- Bishanpur Location in Punjab, India Bishanpur Bishanpur (India)
- Coordinates: 31°13′51″N 75°49′13″E﻿ / ﻿31.230775°N 75.820348°E
- Country: India
- State: Punjab
- District: Kapurthala

Government
- • Type: Panchayati raj (India)
- • Body: Gram panchayat

Population (2011)
- • Total: 1,479
- Sex ratio 732/747♂/♀

Languages
- • Official: Punjabi
- • Other spoken: Hindi
- Time zone: UTC+5:30 (IST)
- PIN: 144601
- Telephone code: 01822
- ISO 3166 code: IN-PB
- Vehicle registration: PB-09
- Website: kapurthala.gov.in

= Bishanpur =

Bishanpur is a village in Kapurthala district of Punjab State, India. It is located 2 km from Kapurthala, which is both district and sub-district headquarters of Bishanpur. The village is administrated by a Sarpanch who is an elected representative of village as per the constitution of India and Panchayati raj (India).

== Demography ==
According to the report published by Census India in 2011, Bishanpur has a total number of 292 houses and population of 1,479 of which include 732 males and 747 females.
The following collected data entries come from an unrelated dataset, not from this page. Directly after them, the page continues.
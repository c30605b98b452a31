use std::path::Path;

use anyhow::{Context, Result};
use chrono::{DateTime, Utc};
use tracing::{debug, info, warn};

use crate::catalog::{self, Resolver};
use crate::config::{CatalogConfig, ScheduleConfig};
use crate::fetch::Fetcher;
use crate::playlist;
use crate::schedule::Extractor;

/// Result of one independent pipeline stage.
#[derive(Debug, Clone, PartialEq, Eq)]
pub struct StageOutcome {
    pub stage: &'static str,
    pub ok: bool,
    pub detail: String,
}

impl StageOutcome {
    fn from_result(stage: &'static str, result: Result<String>) -> Self {
        match result {
            Ok(detail) => {
                info!(stage, detail = %detail, "stage finished");
                Self { stage, ok: true, detail }
            }
            Err(e) => {
                warn!(stage, error = %format!("{e:#}"), "stage failed");
                Self {
                    stage,
                    ok: false,
                    detail: format!("{e:#}"),
                }
            }
        }
    }
}

/// Fetch the schedule page, extract it, and write the JSON document.
///
/// An empty extraction counts as a failure and leaves the previous output untouched.
pub async fn run_schedule(config: &ScheduleConfig, fetcher: &Fetcher, extractor: &dyn Extractor) -> StageOutcome {
    StageOutcome::from_result("schedule", schedule_stage(config, fetcher, extractor).await)
}

async fn schedule_stage(config: &ScheduleConfig, fetcher: &Fetcher, extractor: &dyn Extractor) -> Result<String> {
    info!(url = %config.url, "fetching schedule page");
    let page = fetcher.fetch(&config.url, config.min_size).await?;

    let doc = extractor.extract(&page.body);
    if doc.is_empty() {
        anyhow::bail!("no schedule days found in page ({} bytes)", page.body.len());
    }

    for (day, categories) in doc.iter() {
        debug!(day = %day, categories = ?categories.keys().collect::<Vec<_>>(), "day extracted");
    }
    let events: usize = doc.values().flat_map(|cats| cats.values()).map(Vec::len).sum();
    let json = playlist::render_schedule(&doc).context("serializing schedule")?;
    write_output(&config.output, &json).await?;

    Ok(format!(
        "{} days, {} events written to {} after {} attempt(s) via {}",
        doc.len(),
        events,
        config.output,
        page.attempts,
        page.via.as_str()
    ))
}

/// Fetch the 24/7 channel listing and save its raw HTML. `None` when no URL is configured.
pub async fn run_channels_page(config: &ScheduleConfig, fetcher: &Fetcher) -> Option<StageOutcome> {
    let url = config.channels_url.as_deref().filter(|u| !u.is_empty())?;
    Some(StageOutcome::from_result("channels", channels_stage(config, url, fetcher).await))
}

async fn channels_stage(config: &ScheduleConfig, url: &str, fetcher: &Fetcher) -> Result<String> {
    info!(url = %url, "fetching 24/7 channels page");
    let page = fetcher.fetch(url, config.channels_min_size).await?;
    write_output(&config.channels_output, &page.body).await?;
    Ok(format!("{} bytes written to {}", page.body.len(), config.channels_output))
}

/// Fetch the catalog, resolve streams for wanted items, and write the M3U playlist.
pub async fn run_catalog(config: &CatalogConfig, fetcher: &Fetcher, now: DateTime<Utc>) -> StageOutcome {
    StageOutcome::from_result("catalog", catalog_stage(config, fetcher, now).await)
}

async fn catalog_stage(config: &CatalogConfig, fetcher: &Fetcher, now: DateTime<Utc>) -> Result<String> {
    let profile = config.profile()?;
    let settings = config.resolver_settings()?;

    info!(url = %config.catalog_url, "fetching catalog");
    let page = fetcher.fetch(&config.catalog_url, catalog::MIN_JSON_SIZE).await?;
    let items = catalog::parse_catalog(&page.body, &profile, now)?;
    if items.is_empty() {
        anyhow::bail!("catalog has no items");
    }
    info!(items = items.len(), "catalog parsed");

    let report = Resolver::new(settings).resolve(fetcher, &items).await;
    let entries = playlist::build_entries(&report.streams, config.timestamp, now);
    write_output(&config.output, &playlist::render_playlist(&entries)).await?;

    Ok(format!(
        "{} streams written to {} ({} items processed, {} skipped, {} dropped)",
        entries.len(),
        config.output,
        report.attempted,
        report.skipped,
        report.dropped
    ))
}

async fn write_output(path: &str, content: &str) -> Result<()> {
    if let Some(parent) = Path::new(path).parent().filter(|p| !p.as_os_str().is_empty()) {
        tokio::fs::create_dir_all(parent)
            .await
            .with_context(|| format!("creating {}", parent.display()))?;
    }
    tokio::fs::write(path, content)
        .await
        .with_context(|| format!("writing {path}"))?;
    info!(path = %path, bytes = content.len(), "output written");
    Ok(())
}

#[cfg(test)]
mod tests {
    use base64::Engine;
    use chrono::TimeZone;

    use super::*;
    use crate::fetch::FetchMode;
    use crate::fetch::testing::{ScriptedTransport, policy};
    use crate::playlist::{PLAYLIST_HEADER, parse_schedule};
    use crate::schedule::{ScheduleExtractor, SelectorTable};

    const SCHEDULE_PAGE: &str = r#"<html><body><div id="schedule">
        <div class="schedule__day">
          <div class="schedule__dayTitle">Saturday 01 March 2025</div>
          <div class="schedule__category">
            <div class="schedule__catHeader">Soccer</div>
            <div class="schedule__categoryBody">
              <div class="schedule__event">
                <div class="schedule__eventHeader">
                  <span class="schedule__time">15:00</span>
                  <span class="schedule__eventTitle">Leeds vs Burnley</span>
                </div>
                <div class="schedule__channels"><a href="/watch.php?id=35">Sky Sports Football CH-35</a></div>
              </div>
            </div>
          </div>
        </div>
    </div></body></html>"#;

    fn now() -> DateTime<Utc> {
        Utc.with_ymd_and_hms(2025, 3, 1, 12, 0, 0).unwrap()
    }

    fn schedule_config(dir: &Path) -> ScheduleConfig {
        ScheduleConfig {
            url: "https://dlhd.example/".to_string(),
            output: dir.join("schedule.json").display().to_string(),
            min_size: 100,
            channels_url: Some("https://dlhd.example/24-7-channels.php".to_string()),
            channels_output: dir.join("247.html").display().to_string(),
            channels_min_size: 50,
            ..ScheduleConfig::default()
        }
    }

    #[tokio::test]
    async fn schedule_stage_writes_json() {
        let dir = tempfile::tempdir().unwrap();
        let config = schedule_config(dir.path());
        let transport = ScriptedTransport::default()
            .reply(&config.url, "<html>checking your browser</html>")
            .reply(&config.url, SCHEDULE_PAGE);
        let fetcher = Fetcher::new(Box::new(transport), None, policy(3, FetchMode::Direct));
        let extractor = ScheduleExtractor::new(&SelectorTable::default()).unwrap();

        let outcome = run_schedule(&config, &fetcher, &extractor).await;
        assert!(outcome.ok, "{}", outcome.detail);
        assert!(outcome.detail.contains("2 attempt(s)"));

        let written = std::fs::read_to_string(&config.output).unwrap();
        let doc = parse_schedule(&written).unwrap();
        let events = doc.get("Saturday 01 March 2025").unwrap().get("Soccer").unwrap();
        assert_eq!(events[0].channels[0].name, "Sky Sports Football");
        assert_eq!(events[0].channels[0].id, "35");
    }

    #[tokio::test]
    async fn empty_schedule_keeps_previous_output() {
        let dir = tempfile::tempdir().unwrap();
        let config = schedule_config(dir.path());
        std::fs::write(&config.output, "{\"previous\": {}}").unwrap();

        let page = format!("<html><body>{}</body></html>", "<p>maintenance</p>".repeat(20));
        let transport = ScriptedTransport::default().reply(&config.url, &page);
        let fetcher = Fetcher::new(Box::new(transport), None, policy(1, FetchMode::Direct));
        let extractor = ScheduleExtractor::new(&SelectorTable::default()).unwrap();

        let outcome = run_schedule(&config, &fetcher, &extractor).await;
        assert!(!outcome.ok);
        assert_eq!(std::fs::read_to_string(&config.output).unwrap(), "{\"previous\": {}}");
    }

    #[tokio::test]
    async fn channels_page_failure_is_reported_not_fatal() {
        let dir = tempfile::tempdir().unwrap();
        let config = schedule_config(dir.path());
        let fetcher = Fetcher::new(Box::new(ScriptedTransport::default()), None, policy(2, FetchMode::Direct));

        let outcome = run_channels_page(&config, &fetcher).await.unwrap();
        assert!(!outcome.ok);
        assert!(outcome.detail.contains("2 attempt(s)"));

        let without_url = ScheduleConfig {
            channels_url: None,
            ..schedule_config(dir.path())
        };
        assert!(run_channels_page(&without_url, &fetcher).await.is_none());
    }

    #[tokio::test]
    async fn catalog_stage_writes_playlist() {
        let dir = tempfile::tempdir().unwrap();
        let config = CatalogConfig {
            catalog_url: "https://addon.example/catalog.json".to_string(),
            stream_base_url: "https://addon.example/stream".to_string(),
            output: path_in(&dir, "out/ppv.m3u"),
            categories: vec!["Football".to_string()],
            throttle: "0s".to_string(),
            ..CatalogConfig::default()
        };
        let embed = format!(
            "<html><script>var s = atob(\"{}\");</script><div>player container</div></html>",
            base64::engine::general_purpose::STANDARD.encode("https://edge.example/live.m3u8")
        );
        let transport = ScriptedTransport::default()
            .reply(
                &config.catalog_url,
                r#"{"metas":[
                    {"id":"f1","name":"Derby","genres":["Football"],"poster":"https://img.example/f1.png","releaseInfo":"Live"},
                    {"id":"c1","name":"Bake Off","genres":["Cooking"],"releaseInfo":"Upcoming"}
                ]}"#,
            )
            .reply(
                "https://addon.example/stream/f1.json",
                r#"{"streams":[{"url":"https://embed.example/e/f1","title":"Feed 1"}]}"#,
            )
            .reply("https://embed.example/e/f1", &embed);
        let fetcher = Fetcher::new(Box::new(transport), None, policy(1, FetchMode::Direct));

        let outcome = run_catalog(&config, &fetcher, now()).await;
        assert!(outcome.ok, "{}", outcome.detail);
        assert!(outcome.detail.contains("1 skipped"));

        let written = std::fs::read_to_string(&config.output).unwrap();
        let lines: Vec<_> = written.lines().collect();
        assert_eq!(lines[0], PLAYLIST_HEADER);
        assert!(lines[1].contains("group-title=\"Football\""));
        assert!(lines[1].ends_with(",[LIVE] Derby - Feed 1 [2025-03-01 12:00]"));
        assert_eq!(lines[2], "https://edge.example/live.m3u8");
    }

    #[tokio::test]
    async fn catalog_fetch_failure_fails_the_stage() {
        let dir = tempfile::tempdir().unwrap();
        let config = CatalogConfig {
            output: path_in(&dir, "ppv.m3u"),
            ..CatalogConfig::default()
        };
        let fetcher = Fetcher::new(Box::new(ScriptedTransport::default()), None, policy(1, FetchMode::Direct));

        let outcome = run_catalog(&config, &fetcher, now()).await;
        assert!(!outcome.ok);
        assert!(!Path::new(&config.output).exists());
    }

    fn path_in(dir: &tempfile::TempDir, rel: &str) -> String {
        dir.path().join(rel).display().to_string()
    }
}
Literacy rate of Bishanpur is 78.74%, higher than state average of 75.84%. The population of children under the age of 6 years is 157 which is 10.62% of total population of Bishanpur, and child sex ratio is approximately 1039, higher than state average of 846.

== Population data ==

| Particulars | Total | Male | Female |
|---|---|---|---|
| Total No. of Houses | 292 | - | - |
| Population | 1,479 | 732 | 747 |
| Child (0–6) | 157 | 77 | 80 |
| Schedule Caste | 524 | 271 | 253 |
| Schedule Tribe | 0 | 0 | 0 |
| Literacy | 78.74 % | 83.82 % | 73.76 % |
| Total Workers | 437 | 384 | 53 |
| Main Worker | 310 | 0 | 0 |
| Marginal Worker | 127 | 112 | 15 |

==Air travel connectivity==
The closest airport to the village is Sri Guru Ram Dass Jee International Airport.